▶

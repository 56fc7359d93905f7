//! HTTP server setup and configuration.
//!
//! # Responsibilities
//! - Create the Axum router with all collector routes
//! - Wire up middleware (tracing, request ID, timeout, body limit, auth)
//! - Serve on a bound listener until shutdown is broadcast

use std::sync::Arc;
use std::time::Duration;

use axum::{
    body::Body,
    http::Request,
    middleware::from_fn_with_state,
    routing::get,
    Router,
};
use tokio::net::TcpListener;
use tokio::sync::broadcast;
use tower_http::{
    limit::RequestBodyLimitLayer,
    request_id::{PropagateRequestIdLayer, SetRequestIdLayer},
    timeout::TimeoutLayer,
    trace::TraceLayer,
};

use crate::config::MondConfig;
use crate::http::handlers;
use crate::http::middleware::{basic_auth_middleware, BasicAuth};
use crate::http::request::{request_id, MakeRequestUuidV4};
use crate::parser::AccessLogParser;
use crate::store::FileStore;

/// Application state injected into handlers.
#[derive(Clone)]
pub struct AppState {
    pub store: Arc<FileStore>,
    pub parser: AccessLogParser,
}

/// HTTP server for the collector.
pub struct HttpServer {
    router: Router,
    config: MondConfig,
}

impl HttpServer {
    /// Create a new HTTP server over an opened store.
    pub fn new(config: MondConfig, store: Arc<FileStore>, parser: AccessLogParser) -> Self {
        let auth = Arc::new(BasicAuth::new(config.auth.credentials()));
        if auth.is_enabled() {
            tracing::info!("Basic Auth enabled for dashboard routes");
        }

        let state = AppState { store, parser };
        let router = Self::build_router(&config, state, auth);
        Self { router, config }
    }

    /// Build the Axum router with all middleware layers.
    #[allow(deprecated)]
    fn build_router(config: &MondConfig, state: AppState, auth: Arc<BasicAuth>) -> Router {
        // Only the dashboard (GET) side is guarded; agents report without credentials.
        let guard = from_fn_with_state(auth, basic_auth_middleware);

        Router::new()
            .route("/", get(handlers::list_apps).layer(guard.clone()))
            .route("/apps", get(handlers::dump_apps).layer(guard.clone()))
            .route("/apps/", get(handlers::dump_apps).layer(guard.clone()))
            .route(
                "/logs/{app}",
                get(handlers::list_logs)
                    .layer(guard.clone())
                    .post(handlers::ingest_log),
            )
            .route("/rawlogs/{app}", get(handlers::raw_logs).layer(guard.clone()))
            .route(
                "/health/{app}",
                get(handlers::get_health)
                    .layer(guard.clone())
                    .post(handlers::report_health),
            )
            .route("/analytics/{app}", get(handlers::app_analytics).layer(guard))
            .with_state(state)
            .layer(RequestBodyLimitLayer::new(config.listener.max_body_size))
            .layer(TimeoutLayer::new(Duration::from_secs(config.timeouts.request_secs)))
            .layer(PropagateRequestIdLayer::x_request_id())
            .layer(TraceLayer::new_for_http().make_span_with(|request: &Request<Body>| {
                tracing::info_span!(
                    "request",
                    method = %request.method(),
                    path = %request.uri().path(),
                    request_id = %request_id(request.headers()),
                )
            }))
            .layer(SetRequestIdLayer::x_request_id(MakeRequestUuidV4))
    }

    /// The fully layered router.
    pub fn router(&self) -> Router {
        self.router.clone()
    }

    /// Run the server until a shutdown broadcast is received.
    pub async fn run(
        self,
        listener: TcpListener,
        mut shutdown: broadcast::Receiver<()>,
    ) -> Result<(), std::io::Error> {
        let addr = listener.local_addr()?;
        tracing::info!(
            address = %addr,
            request_timeout_secs = self.config.timeouts.request_secs,
            "HTTP server starting"
        );

        axum::serve(listener, self.router)
            .with_graceful_shutdown(async move {
                let _ = shutdown.recv().await;
                tracing::info!("HTTP server draining connections");
            })
            .await?;

        tracing::info!("HTTP server stopped");
        Ok(())
    }

    /// Get a reference to the config.
    pub fn config(&self) -> &MondConfig {
        &self.config
    }
}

◀

» Exercise prompt
The answer must hold only the lines from the first line of the data through the line bearing "body limit, auth)", returned exactly.

» Written reply
repository 56fc7359d93905f7
//! HTTP server setup and configuration.
//!
//! # Responsibilities
//! - Create the Axum router with all collector routes
//! - Wire up middleware (tracing, request ID, timeout, body limit, auth)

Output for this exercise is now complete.